Unilever Reports 4.8% Growth in Underlying Sales
All regions and categories grew in both the year to date and the quarter. A strong third quarter for European ice cream added 0.4% to overall third quarter growth and made up for a relatively weak start to the ice cream season.
02/11/06 Unilever has reported an increase in turnover of 4.4% in the first nine months, with 3.9% underlying sales growth. Favourable currency movements added 1.4% with disposals accounting for the remainder of the change in turnover. In the third quarter underlying sales grew by 4.8%. Pricing has made an increasing contribution with 0.9% in the first nine months and 1.2% in the quarter. All regions and categories grew in both the year to date and the quarter. A strong third quarter for European ice cream added 0.4% to overall third quarter growth and made up for a relatively weak start to the ice cream season.
The operating margin for the first nine months at 14.5% was 0.3 percentage points higher than a year ago, while the quarter at 14.8% was 0.8 percentage points lower. Before the impact of restructuring, disposals and impairments, the operating margin would have been 0.7 percentage points lower for both the first nine months and the quarter.
Investment behind Unilever brands has been stepped up in priority categories and regions. Advertising and promotions as a percentage of turnover increased by 0.6 points in the first nine months and by 0.8 points in the third quarter.
Gross margins were in line with last year in the first nine months. Higher commodity costs were fully offset by savings programmes, the benefits of volume growth and mix, and a positive contribution from pricing.
Net profit from continuing operations increased by 5% in the first nine months and decreased by 22% in the quarter, following the preference shares provision. Net profit, including discontinued operations, was down by 45% in the quarter, additionally reflecting the profit on disposal of UCI in the third quarter of last year. EPS from continuing operations increased by 5% in the first nine months.
Net cash flow from operating activities was EUR0.3 billion higher than last year in the first nine months. Lower tax payments more than offset higher cash payments to pension schemes in the period. The seasonal outflow of working capital was in line with last year. Capital expenditure has been increased behind our innovation programme. Net debt has been reduced by EUR1.3 billion since the start of the
year.
The Euro strengthened against a number of currencies, most significantly the US dollar, reducing balance sheet values.
Underlying sales grew by 1.4% in the first nine months in Europe, and by 3.5% in the third quarter. Growth is mainly volume driven and in aggregate across categories we are growing in line with our markets. A key driver of the overall improvement has been the impact of Vitality-led innovation in savoury, spreads and leaf tea. Ice cream grew for the season overall, with a strong third quarter adding 1.4% to European growth in the quarter. This made up for lower ice cream sales in the first half year. There were improvements in a number of key countries in the third quarter. The UK has returned to growth and France and Germany also performed better. The Netherlands continues to move ahead strongly and Russia is growing well.

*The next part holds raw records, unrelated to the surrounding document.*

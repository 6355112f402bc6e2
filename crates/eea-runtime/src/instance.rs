//! A single instantiated workflow engine
//!
//! Owns the wasmtime `Store` (and with it the guest memory and buffer
//! registry) plus the resolved exports. Every guest call takes `&mut self`,
//! so an export can never be entered while another one is running.

use std::fmt;
use tracing::{debug, info, warn};
use wasmtime::{Engine, ExternType, Linker, Memory, MemoryType, Module, Store};

use super::artifact::ModuleArtifact;
use super::exports::{GuestExports, GuestSettings, tolerate_code};
use super::host::{self, HostState, IMPORT_MODULE};
use super::memory::MemoryView;
use super::registered::RegisteredFunctions;
use super::types::{EeaError, EeaResult};

/// Lifecycle of a [`ModuleInstance`]
#[derive(Debug, Clone, Copy, PartialEq, Eq)]
pub enum InstanceState {
    /// Configured, `eea_init` not yet called
    Instantiated,
    Running,
    ShuttingDown,
    Terminated,
}

impl fmt::Display for InstanceState {
    fn fmt(&self, f: &mut fmt::Formatter<'_>) -> fmt::Result {
        match self {
            InstanceState::Instantiated => write!(f, "instantiated"),
            InstanceState::Running => write!(f, "running"),
            InstanceState::ShuttingDown => write!(f, "shutting down"),
            InstanceState::Terminated => write!(f, "terminated"),
        }
    }
}

/// Per-instance construction parameters
#[derive(Debug, Clone)]
pub struct InstanceConfig {
    pub settings: GuestSettings,
    /// Initial pages for host-allocated memory
    pub memory_pages: u32,
    /// Upper bound for host-allocated memory
    pub max_memory_pages: u32,
    /// Connection status announced before `eea_init`
    pub connected: bool,
}

impl Default for InstanceConfig {
    fn default() -> Self {
        Self {
            settings: GuestSettings::default(),
            memory_pages: 8,
            max_memory_pages: 256,
            connected: false,
        }
    }
}

pub struct ModuleInstance {
    store: Store<HostState>,
    exports: GuestExports,
    state: InstanceState,
    bundle_identifier: String,
}

/// Memory import declared by the module, if any
fn memory_import(module: &Module) -> Option<MemoryType> {
    module.imports().find_map(|import| match import.ty() {
        ExternType::Memory(ty) if import.module() == IMPORT_MODULE && import.name() == "memory" => {
            Some(ty)
        }
        _ => None,
    })
}

fn allocate_memory(
    store: &mut Store<HostState>,
    declared: &MemoryType,
    config: &InstanceConfig,
) -> EeaResult<Memory> {
    let minimum = (declared.minimum() as u32).max(config.memory_pages);
    let maximum = declared
        .maximum()
        .map(|m| m as u32)
        .unwrap_or(config.max_memory_pages)
        .max(minimum);

    debug!(minimum, maximum, "Allocating guest memory");
    Memory::new(&mut *store, MemoryType::new(minimum, Some(maximum)))
        .map_err(|e| EeaError::Instantiation(format!("memory allocation failed: {}", e)))
}

impl ModuleInstance {
    /// Compile, link and configure a validated artifact
    ///
    /// Leaves the instance in [`InstanceState::Instantiated`]; nothing outside
    /// the new store is touched on failure.
    pub fn instantiate(
        engine: &Engine,
        artifact: &ModuleArtifact,
        host_state: HostState,
        registered: &RegisteredFunctions,
        config: &InstanceConfig,
    ) -> EeaResult<Self> {
        let module = Module::new(engine, artifact.wasm())
            .map_err(|e| EeaError::Compilation(e.to_string()))?;

        let mut store = Store::new(engine, host_state);
        store.limiter(|state| &mut state.limits);

        let mut linker = Linker::new(engine);
        host::add_host_functions(&mut linker)?;
        registered.link(&mut linker)?;

        if let Some(declared) = memory_import(&module) {
            let memory = allocate_memory(&mut store, &declared, config)?;
            linker
                .define(&store, IMPORT_MODULE, "memory", memory)
                .map_err(|e| EeaError::Instantiation(e.to_string()))?;
            store.data_mut().memory = Some(memory);
        }

        let instance = linker
            .instantiate(&mut store, &module)
            .map_err(|e| EeaError::Instantiation(e.to_string()))?;

        if store.data().memory.is_none() {
            let memory = instance
                .get_memory(&mut store, "memory")
                .ok_or_else(|| EeaError::ExportNotFound("memory".to_string()))?;
            store.data_mut().memory = Some(memory);
        }

        let exports = GuestExports::resolve(&instance, &mut store)?;
        exports.configure(&mut store, &config.settings)?;
        tolerate_code(exports.set_connection_status(&mut store, config.connected))?;

        info!(
            bundle = %artifact.bundle_identifier,
            registered = registered.len(),
            "Module instantiated"
        );

        Ok(Self {
            store,
            exports,
            state: InstanceState::Instantiated,
            bundle_identifier: artifact.bundle_identifier.clone(),
        })
    }

    pub fn state(&self) -> InstanceState {
        self.state
    }

    pub fn bundle_identifier(&self) -> &str {
        &self.bundle_identifier
    }

    pub fn buffers_negotiated(&self) -> bool {
        self.store.data().buffers.is_negotiated()
    }

    fn require(&self, expected: InstanceState, operation: &str) -> EeaResult<()> {
        if self.state == expected {
            Ok(())
        } else {
            Err(EeaError::InvalidState(format!(
                "cannot {} while {}",
                operation, self.state
            )))
        }
    }

    /// Call `eea_init`; the instance is running afterwards even if init reports an error
    pub fn start(&mut self) -> EeaResult<()> {
        self.require(InstanceState::Instantiated, "start")?;
        self.state = InstanceState::Running;
        info!(bundle = %self.bundle_identifier, "Starting workflow engine");
        self.exports.init(&mut self.store)
    }

    /// Advance the guest scheduler by one step
    pub fn tick(&mut self, now_ms: i64) -> EeaResult<()> {
        self.require(InstanceState::Running, "tick")?;
        self.exports.tick(&mut self.store, now_ms)
    }

    /// Copy topic/payload into the negotiated buffers and call `eea_message_received`
    pub fn deliver_message(&mut self, topic: &str, payload: &str) -> EeaResult<()> {
        self.require(InstanceState::Running, "deliver a message")?;
        let (topic_len, payload_len) = self.write_buffers(topic, payload)?;
        self.exports
            .message_received(&mut self.store, topic_len, payload_len)
    }

    /// Same encoding path as [`deliver_message`](Self::deliver_message), via `eea_direct_trigger`
    pub fn direct_trigger(&mut self, trigger_id: &str, payload: &str) -> EeaResult<()> {
        self.require(InstanceState::Running, "fire a direct trigger")?;
        let (id_len, payload_len) = self.write_buffers(trigger_id, payload)?;
        self.exports
            .direct_trigger(&mut self.store, id_len, payload_len)
    }

    fn write_buffers(&mut self, first: &str, payload: &str) -> EeaResult<(u32, u32)> {
        let buffers = self.store.data().buffers.get()?;
        let memory = host_memory(&self.store)?;
        let mut view = MemoryView::new(memory.data_mut(&mut self.store));
        let (first, payload) = buffers.write(&mut view, first, payload)?;
        Ok((first.written, payload.written))
    }

    pub fn set_connection_status(&mut self, connected: bool) -> EeaResult<()> {
        match self.state {
            InstanceState::Instantiated | InstanceState::Running => self
                .exports
                .set_connection_status(&mut self.store, connected),
            other => Err(EeaError::InvalidState(format!(
                "cannot set connection status while {}",
                other
            ))),
        }
    }

    /// Call `eea_shutdown` once; later calls are no-ops
    pub fn shutdown(&mut self) -> EeaResult<()> {
        match self.state {
            InstanceState::ShuttingDown | InstanceState::Terminated => {
                debug!(bundle = %self.bundle_identifier, "Instance already shut down");
                Ok(())
            }
            InstanceState::Instantiated | InstanceState::Running => {
                self.state = InstanceState::ShuttingDown;
                info!(bundle = %self.bundle_identifier, "Shutting down workflow engine");
                let result = self.exports.shutdown(&mut self.store);
                self.state = InstanceState::Terminated;
                result
            }
        }
    }
}

fn host_memory(store: &Store<HostState>) -> EeaResult<Memory> {
    store
        .data()
        .memory
        .ok_or_else(|| EeaError::ExportNotFound("memory".to_string()))
}

impl Drop for ModuleInstance {
    fn drop(&mut self) {
        if matches!(self.state, InstanceState::Instantiated | InstanceState::Running) {
            warn!(
                bundle = %self.bundle_identifier,
                state = %self.state,
                "Discarding instance without shutdown"
            );
        }
    }
}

Underlying sales growth has accelerated progressively through the year, with 3.5% in the first nine months and 4.1% in the third quarter. This is mainly driven by volume gains with price increases adding 1.4% in the first nine months. Markets in the US continue to grow solidly. In the rest of the region Home and Personal Care markets are buoyant, with Foods somewhat slower.
Sales in the US have grown by around 3% in both the quarter and the year to date. Unilever said it had gained market share in Foods, including further gains in ice cream and the continued success of Bertolli frozen meals and Country Crock side dishes.
In Asia/Africa underlying sales grew by 8.0% in the first nine months and by 7.5% in the third quarter. While growth remains mainly volume driven, there was a further step up in price in the third quarter, to 2.3%, as Unilever took action to mitigate the effects of higher input costs. China has been very strong this year with another quarter of excellent growth.
Unilever said that the sale of European frozen foods businesses is now expected to complete very shortly and for a price at the top end of our expectations. We have not invested any significant amounts in acquisitions. We have therefore decided to return an additional EUR250 million to shareholders this year over and above the originally planned EUR500 million share buy-back. The simplest way of achieving this is through a one-off dividend of EUR750 million to be paid at the same time as the normal interim dividend. Looking forward, we plan a share buy-back programme of EUR1.5 billion, commencing in 2007.
“We continue to see good progress with another quarter of broad-based growth”, commented Patrick Cescau, Group Chief Executive. All categories and regions grew, with a notable contribution from Europe. Stronger innovation and additional investment behind our priorities are driving the growth of our brands”, he added.